Lui insiste. E lei finisce per dire: “Gli uomini non si voltano più a guardarmi”[8].

[…] “Che cos’hai? Sei di nuovo triste. Da qualche giorno ho notato che sei triste. Che cosa c’è?”.

“Niente. Proprio niente”.

“E invece sì. Dài, che cos’è che ti rende triste in questo momento?”.

“Ho immaginato che tu eri un’altra”.

“In che senso?”.

“Che eri diversa da come ti immagino io. Che mi ero ingannato sulla tua identità”[9].

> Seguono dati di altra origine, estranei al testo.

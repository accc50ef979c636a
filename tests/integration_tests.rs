//! End-to-end tests against a mock API server

use futures::StreamExt;
use pretty_assertions::assert_eq;
use serde_json::json;
use taskwire::{Client, Error, HttpClientConfig, RequestConfig};
use wiremock::matchers::{body_partial_json, method, path, query_param, query_param_is_missing};
use wiremock::{Mock, MockServer, ResponseTemplate};

fn client_for(server: &MockServer) -> Client {
    Client::new(
        HttpClientConfig::builder()
            .base_url(server.uri())
            .bearer_token("t-test")
            .build(),
    )
}

#[tokio::test]
async fn paginates_tasks_across_three_pages() {
    let server = MockServer::start().await;

    Mock::given(method("GET"))
        .and(path("/task/v2/tasks"))
        .and(query_param_is_missing("page_token"))
        .respond_with(ResponseTemplate::new(200).set_body_json(json!({
            "code": 0, "msg": "ok",
            "data": {
                "items": [{"guid": "t-1"}],
                "has_more": true,
                "page_token": "p2"
            }
        })))
        .mount(&server)
        .await;

    // Second page answers with the alias field only.
    Mock::given(method("GET"))
        .and(path("/task/v2/tasks"))
        .and(query_param("page_token", "p2"))
        .respond_with(ResponseTemplate::new(200).set_body_json(json!({
            "code": 0, "msg": "ok",
            "data": {
                "items": [{"guid": "t-2"}],
                "has_more": true,
                "next_page_token": "p3"
            }
        })))
        .mount(&server)
        .await;

    Mock::given(method("GET"))
        .and(path("/task/v2/tasks"))
        .and(query_param("page_token", "p3"))
        .respond_with(ResponseTemplate::new(200).set_body_json(json!({
            "code": 0, "msg": "ok",
            "data": {
                "items": [{"guid": "t-3"}],
                "has_more": false
            }
        })))
        .mount(&server)
        .await;

    let client = client_for(&server);
    let stream = client
        .tasks()
        .list(RequestConfig::new().query("page_size", "1"))
        .unwrap();

    let pages: Vec<_> = stream.collect().await;
    assert_eq!(pages.len(), 3);

    let guids: Vec<String> = pages
        .iter()
        .map(|page| {
            let page = page.as_ref().unwrap();
            page.items()[0]["guid"].as_str().unwrap().to_string()
        })
        .collect();
    assert_eq!(guids, vec!["t-1", "t-2", "t-3"]);

    // Static filters rode along on every request.
    let requests = server.received_requests().await.unwrap();
    assert_eq!(requests.len(), 3);
    for request in &requests {
        assert!(request
            .url
            .query_pairs()
            .any(|(k, v)| k == "page_size" && v == "1"));
    }
}

#[tokio::test]
async fn pagination_failure_yields_err_then_ends() {
    let server = MockServer::start().await;

    Mock::given(method("GET"))
        .and(path("/task/v2/tasks"))
        .and(query_param_is_missing("page_token"))
        .respond_with(ResponseTemplate::new(200).set_body_json(json!({
            "code": 0, "msg": "ok",
            "data": { "items": [{"guid": "t-1"}], "has_more": true, "page_token": "p2" }
        })))
        .mount(&server)
        .await;

    Mock::given(method("GET"))
        .and(path("/task/v2/tasks"))
        .and(query_param("page_token", "p2"))
        .respond_with(ResponseTemplate::new(500).set_body_string("server error"))
        .mount(&server)
        .await;

    let client = client_for(&server);
    let mut stream = client.tasks().list(RequestConfig::new()).unwrap();

    assert!(stream.next().await.unwrap().is_ok());
    let second = stream.next().await.unwrap();
    match second {
        Err(Error::HttpStatus { status, .. }) => assert_eq!(status, 500),
        other => panic!("expected HttpStatus, got {other:?}"),
    }
    assert!(stream.next().await.is_none());
}

#[tokio::test]
async fn empty_filters_are_omitted_from_the_wire() {
    let server = MockServer::start().await;

    Mock::given(method("GET"))
        .and(path("/task/v2/tasks"))
        .respond_with(ResponseTemplate::new(200).set_body_json(json!({
            "code": 0, "msg": "ok",
            "data": { "items": [], "has_more": false }
        })))
        .mount(&server)
        .await;

    let client = client_for(&server);
    let stream = client
        .tasks()
        .list(
            RequestConfig::new()
                .query("completed", "")
                .query("user_id_type", "open_id"),
        )
        .unwrap();
    let pages: Vec<_> = stream.collect().await;
    assert_eq!(pages.len(), 1);

    let requests = server.received_requests().await.unwrap();
    let url = &requests[0].url;
    assert!(!url.query_pairs().any(|(k, _)| k == "completed"));
    assert!(url
        .query_pairs()
        .any(|(k, v)| k == "user_id_type" && v == "open_id"));
}

#[tokio::test]
async fn get_task_renders_path_template() {
    let server = MockServer::start().await;

    Mock::given(method("GET"))
        .and(path("/task/v2/tasks/guid-42"))
        .respond_with(ResponseTemplate::new(200).set_body_json(json!({
            "code": 0, "msg": "ok",
            "data": { "task": { "guid": "guid-42", "summary": "write tests" } }
        })))
        .mount(&server)
        .await;

    let client = client_for(&server);
    let data = client.tasks().get("guid-42").await.unwrap();
    assert_eq!(data["task"]["summary"], "write tests");
}

#[tokio::test]
async fn create_task_posts_body() {
    let server = MockServer::start().await;

    Mock::given(method("POST"))
        .and(path("/task/v2/tasks"))
        .and(body_partial_json(json!({"summary": "new task"})))
        .respond_with(ResponseTemplate::new(200).set_body_json(json!({
            "code": 0, "msg": "ok",
            "data": { "task": { "guid": "t-new" } }
        })))
        .mount(&server)
        .await;

    let client = client_for(&server);
    let data = client
        .tasks()
        .create(json!({"summary": "new task"}))
        .await
        .unwrap();
    assert_eq!(data["task"]["guid"], "t-new");
}

#[tokio::test]
async fn envelope_error_code_surfaces_as_api_error() {
    let server = MockServer::start().await;

    Mock::given(method("GET"))
        .and(path("/task/v2/tasks/gone"))
        .respond_with(ResponseTemplate::new(200).set_body_json(json!({
            "code": 230001, "msg": "task not found"
        })))
        .mount(&server)
        .await;

    let client = client_for(&server);
    let err = client.tasks().get("gone").await.unwrap_err();
    match err {
        Error::Api { code, msg } => {
            assert_eq!(code, 230_001);
            assert_eq!(msg, "task not found");
        }
        other => panic!("expected Api error, got {other:?}"),
    }
}

#[tokio::test]
async fn comments_list_filters_by_resource() {
    let server = MockServer::start().await;

    Mock::given(method("GET"))
        .and(path("/task/v2/comments"))
        .and(query_param("resource_type", "task"))
        .and(query_param("resource_id", "t-1"))
        .respond_with(ResponseTemplate::new(200).set_body_json(json!({
            "code": 0, "msg": "ok",
            "data": { "items": [{"id": "c-1", "content": "looks good"}], "has_more": false }
        })))
        .mount(&server)
        .await;

    let client = client_for(&server);
    let stream = client
        .comments()
        .list(
            RequestConfig::new()
                .query("resource_type", "task")
                .query("resource_id", "t-1"),
        )
        .unwrap();

    let items = taskwire::pagination::collect_items(stream).await.unwrap();
    assert_eq!(items.len(), 1);
    assert_eq!(items[0]["content"], "looks good");
}

#[tokio::test]
async fn custom_field_option_patch_renders_both_params() {
    let server = MockServer::start().await;

    Mock::given(method("PATCH"))
        .and(path("/task/v2/custom_fields/cf-1/options/opt-2"))
        .and(body_partial_json(json!({"name": "Done"})))
        .respond_with(ResponseTemplate::new(200).set_body_json(json!({
            "code": 0, "msg": "ok",
            "data": { "option": { "guid": "opt-2", "name": "Done" } }
        })))
        .mount(&server)
        .await;

    let client = client_for(&server);
    let data = client
        .custom_fields()
        .patch_option("cf-1", "opt-2", json!({"name": "Done"}))
        .await
        .unwrap();
    assert_eq!(data["option"]["name"], "Done");
}

#[tokio::test]
async fn unknown_endpoint_is_rejected() {
    let server = MockServer::start().await;
    let client = client_for(&server);

    let err = client
        .call(
            "task.frobnicate",
            &taskwire::PathParams::new(),
            RequestConfig::new(),
        )
        .await
        .unwrap_err();
    assert!(matches!(err, Error::UnknownEndpoint { .. }));

    // Non-paginated endpoints cannot be opened as streams.
    let err = client
        .list("task.get", &taskwire::PathParams::new(), RequestConfig::new())
        .map(|_| ())
        .unwrap_err();
    assert!(matches!(err, Error::Config { .. }));
}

Kundera solleva la questione del lavoro come metro per definire noi stessi. Chantal è un’insegnante di liceo, che tradisce la propria inclinazione per un’occupazione più redditizia. Si consegna all’ingordo settore della pubblicità (che si spinge fino a dimostrare la pulsione sessuale del feto) pur di smettere di non essere nessuno:

“Non dimenticarti che ho due volti. Il che mi fa anche piacere, lo ammetto, ma ciò non toglie che avere due volti sia tutt’altro che facile. Esige uno sforzo, una disciplina! Devi capire che qualunque cosa io faccia, volente o nolente, la faccio con l’ambizione di farla bene, se non altro per non perdere il posto. Ed è molto difficile lavorare in modo ineccepibile e al tempo stesso disprezzare il lavoro che fai”[10].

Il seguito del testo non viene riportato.